You can’t pursue the same case in two tribunals at the same time, but if you have litigation or arbitration under way, you can still refer it to adjudication to get a quick, interim decision.
Case No 24 in our adjudication series is Herschel Engineering Ltd v Breen Property Ltd. It was decided by Mr Justice Dyson on 14 April, and it contains an important point.

Last June, Herschel agreed to carry out electrical work for Breen at Cornwall Gardens, London SW7. Two invoices were issued but Breen paid neither. The contract contained reference to adjudication but Herschel decided to ignore all that and simply sued in the local county court.

Let me pause here. I keep on hearing people say that adjudication is compulsory. It is not. The Construction Act says any party may adjudicate, and if that party does so, it is compulsory for the other party. Do you follow? So it was open to the electrical contractor simply to sue.

It did, but things began to drag on in that forum. So Herschel had a word with Henry Cooper Consultants of Norwich, who wrote to Breen triggering adjudication and asking the Technology & Construction Solicitors Association to appoint a referee. It appointed solicitor Victoria Russell on 22 February 2000.

By this time, Breen had applied to the court to injunct Herschel from adjudicating, but that idea fell away. Despite two invitations from the adjudicator, Breen wouldn’t participate. So Russell ordered Breen to pay the sums claimed. It said no, so Herschel was advised to go to solicitor Fenwick Elliott and enforce the award in the High Court.

Breen made an irritable riposte to all this. It told the High Court that it was already defending the disputes, counterclaiming in the county court and was “being vexed, harassed and put to unnecessary expense by the pendency of two actions in respect of the same subject matter, and seeks the protection of the court against such double vexation”. Isn’t that wonderful language? It smacks of quill pens, wigs and gunpowder.

Breen had two points in its argument in court. First, there is a long line of cases that prevent a claimant from pursuing the same quarrel in two tribunals at the same time when one will do. For example, you can’t litigate in court and concurrently arbitrate. The judge would absolutely agree with that – but litigation is not at all the same as adjudication.
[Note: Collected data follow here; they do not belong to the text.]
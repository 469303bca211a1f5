// Copyright 2025 the Fatline Authors
// SPDX-License-Identifier: Apache-2.0 OR MIT

//! Cubic Bézier segments.

use core::ops::Range;

use crate::Point;

/// A single cubic Bézier segment.
#[derive(Clone, Copy, Debug, PartialEq)]
#[cfg_attr(feature = "schemars", derive(schemars::JsonSchema))]
#[cfg_attr(feature = "serde", derive(serde::Serialize, serde::Deserialize))]
pub struct CubicBez {
    /// The start point.
    pub p0: Point,
    /// The first control point.
    pub p1: Point,
    /// The second control point.
    pub p2: Point,
    /// The end point.
    pub p3: Point,
}

/// Interpolate so that the result is exactly `p` at `t = 0` and exactly
/// `q` at `t = 1`.
///
/// The symmetric weighted form is used rather than `p + t * (q - p)`,
/// which can miss the endpoint at `t = 1` by a rounding error. Endpoint
/// exactness keeps repeated subdivision from drifting off the curve's
/// own endpoints.
#[inline]
fn wlerp(p: Point, q: Point, t: f64) -> Point {
    let mt = 1.0 - t;
    Point::new(mt * p.x + t * q.x, mt * p.y + t * q.y)
}

impl CubicBez {
    /// Create a new cubic Bézier segment.
    #[inline(always)]
    pub const fn new(p0: Point, p1: Point, p2: Point, p3: Point) -> CubicBez {
        CubicBez { p0, p1, p2, p3 }
    }

    /// Evaluate the curve at parameter `t`.
    ///
    /// Generally `t` is in the range [0..1], but the Bernstein
    /// polynomial extends beyond the segment.
    #[inline]
    pub fn eval(&self, t: f64) -> Point {
        let mt = 1.0 - t;
        let v = self.p0.to_vec2() * (mt * mt * mt)
            + (self.p1.to_vec2() * (mt * mt * 3.0)
                + (self.p2.to_vec2() * (mt * 3.0) + self.p3.to_vec2() * t) * t)
                * t;
        v.to_point()
    }

    /// Subdivide into halves at parameter `t`, using de Casteljau.
    ///
    /// The left segment traces `[0, t]` of the original and the right
    /// segment traces `[t, 1]`, each reparametrized to [0..1]. At
    /// `t = 0` and `t = 1` one of the two segments is exactly the
    /// original and the other collapses to an endpoint.
    pub fn split(&self, t: f64) -> (CubicBez, CubicBez) {
        let p01 = wlerp(self.p0, self.p1, t);
        let p12 = wlerp(self.p1, self.p2, t);
        let p23 = wlerp(self.p2, self.p3, t);
        let p012 = wlerp(p01, p12, t);
        let p123 = wlerp(p12, p23, t);
        let split = wlerp(p012, p123, t);
        (
            CubicBez::new(self.p0, p01, p012, split),
            CubicBez::new(split, p123, p23, self.p3),
        )
    }

    /// Subdivide into three segments at parameters `t0 <= t1`.
    ///
    /// The middle segment traces `[t0, t1]` of the original. The second
    /// cut happens on the right segment of the first, at the ratio
    /// `(t1 - t0) / (1 - t0)`; when `t0 = 1` the right segment is a
    /// single point and is returned as both the middle and the right
    /// result rather than dividing by zero.
    pub fn split2(&self, t0: f64, t1: f64) -> (CubicBez, CubicBez, CubicBez) {
        let (left, rest) = self.split(t0);
        if t0 >= 1.0 {
            return (left, rest, rest);
        }
        let (mid, right) = rest.split((t1 - t0) / (1.0 - t0));
        (left, mid, right)
    }

    /// The segment of the curve over the given parameter range,
    /// reparametrized to [0..1].
    #[inline]
    pub fn subsegment(&self, range: Range<f64>) -> CubicBez {
        let (_, mid, _) = self.split2(range.start, range.end);
        mid
    }

    /// Is this curve finite?
    #[inline]
    pub fn is_finite(&self) -> bool {
        self.p0.is_finite() && self.p1.is_finite() && self.p2.is_finite() && self.p3.is_finite()
    }

    /// Is this curve NaN?
    #[inline]
    pub fn is_nan(&self) -> bool {
        self.p0.is_nan() || self.p1.is_nan() || self.p2.is_nan() || self.p3.is_nan()
    }
}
Whereas litigation or arbitration make final decisions, adjudicators do not. The decision is binding, but it need not be final unless accepted as such. It can go on to a final tribunal for the same dispute to be examined all over again. In any case, the Construction Act says that any party may adjudicate “at any time”.

They both consider the same dispute, but whereas litigation or arbitration makes final decisions, adjudicators do not

The judge said: “The intention of parliament in enacting the act was plain. It was to introduce a speedy mechanism for settling disputes … on a provisional interim basis, and requires the decision of adjudicators to be enforced pending the final determination of disputes by arbitration, litigation or agreement.” He concluded that if parliament had intended that a party should not be able to refer a dispute to adjudication once litigation or arbitration proceedings had commenced, it would have expressly stated so.

The second point of Breen’s barrister was that if litigation is started, this is taken as a waiver or repudiation of the adjudication clause, as it would be if an arbitration clause existed. This again was rejected, since the Construction Act allows adjudication at “any time”. In short, adjudication and litigation or arbitration are not mutually exclusive routes to dispute resolution.

Breen’s final plea was to ask the judge, once he had given summary judgment, to exercise his discretion to stay execution of the judgment – to hold up the actual payment of cash to Herschel because the trial of the dispute was coming along in court. But no date had been set: the trial might easily have been delayed until the autumn. The judge could see no reason why Herschel should be kept out of the money on that basis.

There was a hint that Mr Justice Dyson was easing back from a position he seemed to have taken in earlier cases. He said that if evidence had been adduced that there was a real doubt as to Herschel’s ability to repay if it eventually lost in the county court, “I would probably have granted a stay of execution, pending the final determination of the county court proceedings”.

I suspect such a stay would be granted only if the trial was pretty soon after enforcement, because other cases in the High Court have paid little or no attention to the financial standing of a party to whom cash was ordered to be paid by a losing party in an adjudication. I would not rely on any court keeping an successful but impecunious claimant out of its money simply because litigation had begun.